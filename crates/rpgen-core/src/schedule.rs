//! Deterministic processing order.
//!
//! [`Scheduler::plan`] runs Kahn's algorithm over `depends_on` and `order`
//! edges, breaking ties among ready nodes by kind priority and then by
//! insertion sequence. The resulting [`Schedule`] tracks which nodes a run
//! has already processed and absorbs edges discovered mid-run.

use std::cmp::Reverse;
use std::collections::{BinaryHeap, HashMap, HashSet};

use crate::edge::{Edge, EdgeKind};
use crate::error::CoreError;
use crate::graph::GraphStore;
use crate::id::NodeId;
use crate::status::NodeStatus;

pub(crate) struct KahnOutcome {
    pub order: Vec<usize>,
    /// Indices never released: cycle members and their descendants.
    pub remaining: Vec<usize>,
}

/// Kahn's algorithm over `count` nodes. Ready nodes are released by
/// `(priority(i), i)`, smallest first.
pub(crate) fn kahn(
    count: usize,
    pairs: &[(usize, usize)],
    priority: impl Fn(usize) -> u8,
) -> KahnOutcome {
    let mut indegree = vec![0usize; count];
    let mut successors: Vec<Vec<usize>> = vec![Vec::new(); count];
    for &(from, to) in pairs {
        successors[from].push(to);
        indegree[to] += 1;
    }

    let mut ready: BinaryHeap<Reverse<(u8, usize)>> = (0..count)
        .filter(|&i| indegree[i] == 0)
        .map(|i| Reverse((priority(i), i)))
        .collect();
    let mut order = Vec::with_capacity(count);
    while let Some(Reverse((_, i))) = ready.pop() {
        order.push(i);
        for &next in &successors[i] {
            indegree[next] -= 1;
            if indegree[next] == 0 {
                ready.push(Reverse((priority(next), next)));
            }
        }
    }

    let remaining = (0..count).filter(|&i| indegree[i] > 0).collect();
    KahnOutcome { order, remaining }
}

pub struct Scheduler;

impl Scheduler {
    /// Every node exactly once, each after all of its ordering predecessors.
    pub fn order(graph: &GraphStore) -> Result<Vec<NodeId>, CoreError> {
        Ok(Self::plan(graph)?.order)
    }

    pub fn plan(graph: &GraphStore) -> Result<Schedule, CoreError> {
        let ids: Vec<&NodeId> = graph.nodes().map(|n| &n.id).collect();
        let priorities: Vec<u8> = graph.nodes().map(|n| n.kind.priority()).collect();
        let outcome = kahn(ids.len(), &graph.ordering_pairs(), |i| priorities[i]);
        if !outcome.remaining.is_empty() {
            return Err(CoreError::CycleDetected {
                nodes: outcome.remaining.iter().map(|&i| ids[i].clone()).collect(),
            });
        }
        Ok(Schedule::from_order(
            outcome.order.into_iter().map(|i| ids[i].clone()).collect(),
        ))
    }
}

/// A processing order plus the set of nodes a run has already taken.
#[derive(Debug, Clone, Default)]
pub struct Schedule {
    order: Vec<NodeId>,
    positions: HashMap<NodeId, usize>,
    processed: HashSet<NodeId>,
}

impl Schedule {
    fn from_order(order: Vec<NodeId>) -> Self {
        let positions = order
            .iter()
            .enumerate()
            .map(|(pos, id)| (id.clone(), pos))
            .collect();
        Schedule {
            order,
            positions,
            processed: HashSet::new(),
        }
    }

    pub fn order(&self) -> &[NodeId] {
        &self.order
    }

    pub fn len(&self) -> usize {
        self.order.len()
    }

    pub fn is_empty(&self) -> bool {
        self.order.is_empty()
    }

    pub fn position(&self, id: &str) -> Option<usize> {
        self.positions.get(id).copied()
    }

    /// Records that a run has taken `id`. Returns `false` if it was already
    /// processed or is not part of the schedule.
    pub fn mark_processed(&mut self, id: &str) -> bool {
        match self.positions.get_key_value(id) {
            Some((key, _)) => self.processed.insert(key.clone()),
            None => false,
        }
    }

    pub fn is_processed(&self, id: &str) -> bool {
        self.processed.contains(id)
    }

    pub fn processed_count(&self) -> usize {
        self.processed.len()
    }

    /// Unprocessed nodes in schedule order.
    pub fn pending(&self) -> impl Iterator<Item = &NodeId> + '_ {
        self.order
            .iter()
            .filter(move |id| !self.processed.contains(id.as_str()))
    }

    /// Reconciles the schedule with an edge just added to `graph`.
    ///
    /// Returns `Ok(true)` when the unprocessed suffix was recomputed.
    /// An ordering edge into an already processed target is a
    /// `RetroactiveDependency` unless the source came first and has
    /// already settled: PASSED for `depends_on`, terminal for `order`.
    pub fn reorder_after_mutation(
        &mut self,
        graph: &GraphStore,
        edge: &Edge,
    ) -> Result<bool, CoreError> {
        let grown = graph.node_count() != self.order.len();
        if !edge.kind.is_ordering() {
            if grown {
                self.recompute_unprocessed(graph)?;
            }
            return Ok(grown);
        }

        let source_done = self.is_processed(&edge.source);
        let target_done = self.is_processed(&edge.target);
        let retroactive = || CoreError::RetroactiveDependency {
            from: edge.source.clone(),
            to: edge.target.clone(),
        };
        match (source_done, target_done) {
            (false, true) => Err(retroactive()),
            (true, true) => match (self.position(&edge.source), self.position(&edge.target)) {
                (Some(s), Some(t)) if s < t && source_settled(graph, edge) => Ok(false),
                _ => Err(retroactive()),
            },
            (true, false) if !grown => Ok(false),
            (false, false) if !grown => {
                match (self.position(&edge.source), self.position(&edge.target)) {
                    (Some(s), Some(t)) if s < t => Ok(false),
                    _ => {
                        self.recompute_unprocessed(graph)?;
                        Ok(true)
                    }
                }
            }
            _ => {
                self.recompute_unprocessed(graph)?;
                Ok(true)
            }
        }
    }

    /// Keeps processed nodes in place and re-runs Kahn over the rest.
    fn recompute_unprocessed(&mut self, graph: &GraphStore) -> Result<(), CoreError> {
        let pending: Vec<&NodeId> = graph
            .nodes()
            .map(|n| &n.id)
            .filter(|id| !self.processed.contains(id.as_str()))
            .collect();
        let local: HashMap<&NodeId, usize> =
            pending.iter().enumerate().map(|(i, &id)| (id, i)).collect();
        let pairs: Vec<(usize, usize)> = graph
            .edges()
            .filter(|e| e.kind.is_ordering())
            .filter_map(|e| Some((*local.get(&e.source)?, *local.get(&e.target)?)))
            .collect();
        let priority = |i: usize| {
            graph
                .node(pending[i])
                .map_or(u8::MAX, |n| n.kind.priority())
        };

        let outcome = kahn(pending.len(), &pairs, priority);
        if !outcome.remaining.is_empty() {
            return Err(CoreError::CycleDetected {
                nodes: outcome.remaining.iter().map(|&i| pending[i].clone()).collect(),
            });
        }

        let mut order: Vec<NodeId> = self
            .order
            .iter()
            .filter(|id| self.processed.contains(id.as_str()))
            .cloned()
            .collect();
        order.extend(outcome.order.into_iter().map(|i| pending[i].clone()));
        let processed = std::mem::take(&mut self.processed);
        *self = Schedule::from_order(order);
        self.processed = processed;
        Ok(())
    }
}

/// Whether the source of an ordering edge is finished in the way the edge
/// kind requires of a prerequisite.
fn source_settled(graph: &GraphStore, edge: &Edge) -> bool {
    let Some(source) = graph.node(&edge.source) else {
        return false;
    };
    match edge.kind {
        EdgeKind::DependsOn => source.status == NodeStatus::Passed,
        _ => source.status.is_terminal(),
    }
}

• **Work to complete**
Write out the data again in full. Match it exactly.

• **Reply to the task**
filename crates/rpgen-core/src/schedule.rs
//! Deterministic processing order.
//!
//! [`Scheduler::plan`] runs Kahn's algorithm over `depends_on` and `order`
//! edges, breaking ties among ready nodes by kind priority and then by
//! insertion sequence. The resulting [`Schedule`] tracks which nodes a run
//! has already processed and absorbs edges discovered mid-run.

use std::cmp::Reverse;
use std::collections::{BinaryHeap, HashMap, HashSet};

use crate::edge::{Edge, EdgeKind};
use crate::error::CoreError;
use crate::graph::GraphStore;
use crate::id::NodeId;
use crate::status::NodeStatus;

pub(crate) struct KahnOutcome {
    pub order: Vec<usize>,
    /// Indices never released: cycle members and their descendants.
    pub remaining: Vec<usize>,
}

/// Kahn's algorithm over `count` nodes. Ready nodes are released by
/// `(priority(i), i)`, smallest first.
pub(crate) fn kahn(
    count: usize,
    pairs: &[(usize, usize)],
    priority: impl Fn(usize) -> u8,
) -> KahnOutcome {
    let mut indegree = vec![0usize; count];
    let mut successors: Vec<Vec<usize>> = vec![Vec::new(); count];
    for &(from, to) in pairs {
        successors[from].push(to);
        indegree[to] += 1;
    }

    let mut ready: BinaryHeap<Reverse<(u8, usize)>> = (0..count)
        .filter(|&i| indegree[i] == 0)
        .map(|i| Reverse((priority(i), i)))
        .collect();
    let mut order = Vec::with_capacity(count);
    while let Some(Reverse((_, i))) = ready.pop() {
        order.push(i);
        for &next in &successors[i] {
            indegree[next] -= 1;
            if indegree[next] == 0 {
                ready.push(Reverse((priority(next), next)));
            }
        }
    }

    let remaining = (0..count).filter(|&i| indegree[i] > 0).collect();
    KahnOutcome { order, remaining }
}

pub struct Scheduler;

impl Scheduler {
    /// Every node exactly once, each after all of its ordering predecessors.
    pub fn order(graph: &GraphStore) -> Result<Vec<NodeId>, CoreError> {
        Ok(Self::plan(graph)?.order)
    }

    pub fn plan(graph: &GraphStore) -> Result<Schedule, CoreError> {
        let ids: Vec<&NodeId> = graph.nodes().map(|n| &n.id).collect();
        let priorities: Vec<u8> = graph.nodes().map(|n| n.kind.priority()).collect();
        let outcome = kahn(ids.len(), &graph.ordering_pairs(), |i| priorities[i]);
        if !outcome.remaining.is_empty() {
            return Err(CoreError::CycleDetected {
                nodes: outcome.remaining.iter().map(|&i| ids[i].clone()).collect(),
            });
        }
        Ok(Schedule::from_order(
            outcome.order.into_iter().map(|i| ids[i].clone()).collect(),
        ))
    }
}

/// A processing order plus the set of nodes a run has already taken.
#[derive(Debug, Clone, Default)]
pub struct Schedule {
    order: Vec<NodeId>,
    positions: HashMap<NodeId, usize>,
    processed: HashSet<NodeId>,
}

impl Schedule {
    fn from_order(order: Vec<NodeId>) -> Self {
        let positions = order
            .iter()
            .enumerate()
            .map(|(pos, id)| (id.clone(), pos))
            .collect();
        Schedule {
            order,
            positions,
            processed: HashSet::new(),
        }
    }

    pub fn order(&self) -> &[NodeId] {
        &self.order
    }

    pub fn len(&self) -> usize {
        self.order.len()
    }

    pub fn is_empty(&self) -> bool {
        self.order.is_empty()
    }

    pub fn position(&self, id: &str) -> Option<usize> {
        self.positions.get(id).copied()
    }

    /// Records that a run has taken `id`. Returns `false` if it was already
    /// processed or is not part of the schedule.
    pub fn mark_processed(&mut self, id: &str) -> bool {
        match self.positions.get_key_value(id) {
            Some((key, _)) => self.processed.insert(key.clone()),
            None => false,
        }
    }

    pub fn is_processed(&self, id: &str) -> bool {
        self.processed.contains(id)
    }

    pub fn processed_count(&self) -> usize {
        self.processed.len()
    }

    /// Unprocessed nodes in schedule order.
    pub fn pending(&self) -> impl Iterator<Item = &NodeId> + '_ {
        self.order
            .iter()
            .filter(move |id| !self.processed.contains(id.as_str()))
    }

    /// Reconciles the schedule with an edge just added to `graph`.
    ///
    /// Returns `Ok(true)` when the unprocessed suffix was recomputed.
    /// An ordering edge into an already processed target is a
    /// `RetroactiveDependency` unless the source came first and has
    /// already settled: PASSED for `depends_on`, terminal for `order`.
    pub fn reorder_after_mutation(
        &mut self,
        graph: &GraphStore,
        edge: &Edge,
    ) -> Result<bool, CoreError> {
        let grown = graph.node_count() != self.order.len();
        if !edge.kind.is_ordering() {
            if grown {
                self.recompute_unprocessed(graph)?;
            }
            return Ok(grown);
        }

        let source_done = self.is_processed(&edge.source);
        let target_done = self.is_processed(&edge.target);
        let retroactive = || CoreError::RetroactiveDependency {
            from: edge.source.clone(),
            to: edge.target.clone(),
        };
        match (source_done, target_done) {
            (false, true) => Err(retroactive()),
            (true, true) => match (self.position(&edge.source), self.position(&edge.target)) {
                (Some(s), Some(t)) if s < t && source_settled(graph, edge) => Ok(false),
                _ => Err(retroactive()),
            },
            (true, false) if !grown => Ok(false),
            (false, false) if !grown => {
                match (self.position(&edge.source), self.position(&edge.target)) {
                    (Some(s), Some(t)) if s < t => Ok(false),
                    _ => {
                        self.recompute_unprocessed(graph)?;
                        Ok(true)
                    }
                }
            }
            _ => {
                self.recompute_unprocessed(graph)?;
                Ok(true)
            }
        }
    }

    /// Keeps processed nodes in place and re-runs Kahn over the rest.
    fn recompute_unprocessed(&mut self, graph: &GraphStore) -> Result<(), CoreError> {
        let pending: Vec<&NodeId> = graph
            .nodes()
            .map(|n| &n.id)
            .filter(|id| !self.processed.contains(id.as_str()))
            .collect();
        let local: HashMap<&NodeId, usize> =
            pending.iter().enumerate().map(|(i, &id)| (id, i)).collect();
        let pairs: Vec<(usize, usize)> = graph
            .edges()
            .filter(|e| e.kind.is_ordering())
            .filter_map(|e| Some((*local.get(&e.source)?, *local.get(&e.target)?)))
            .collect();
        let priority = |i: usize| {
            graph
                .node(pending[i])
                .map_or(u8::MAX, |n| n.kind.priority())
        };

        let outcome = kahn(pending.len(), &pairs, priority);
        if !outcome.remaining.is_empty() {
            return Err(CoreError::CycleDetected {
                nodes: outcome.remaining.iter().map(|&i| pending[i].clone()).collect(),
            });
        }

        let mut order: Vec<NodeId> = self
            .order
            .iter()
            .filter(|id| self.processed.contains(id.as_str()))
            .cloned()
            .collect();
        order.extend(outcome.order.into_iter().map(|i| pending[i].clone()));
        let processed = std::mem::take(&mut self.processed);
        *self = Schedule::from_order(order);
        self.processed = processed;
        Ok(())
    }
}

/// Whether the source of an ordering edge is finished in the way the edge
/// kind requires of a prerequisite.
fn source_settled(graph: &GraphStore, edge: &Edge) -> bool {
    let Some(source) = graph.node(&edge.source) else {
        return false;
    };
    match edge.kind {
        EdgeKind::DependsOn => source.status == NodeStatus::Passed,
        _ => source.status.is_terminal(),
    }
}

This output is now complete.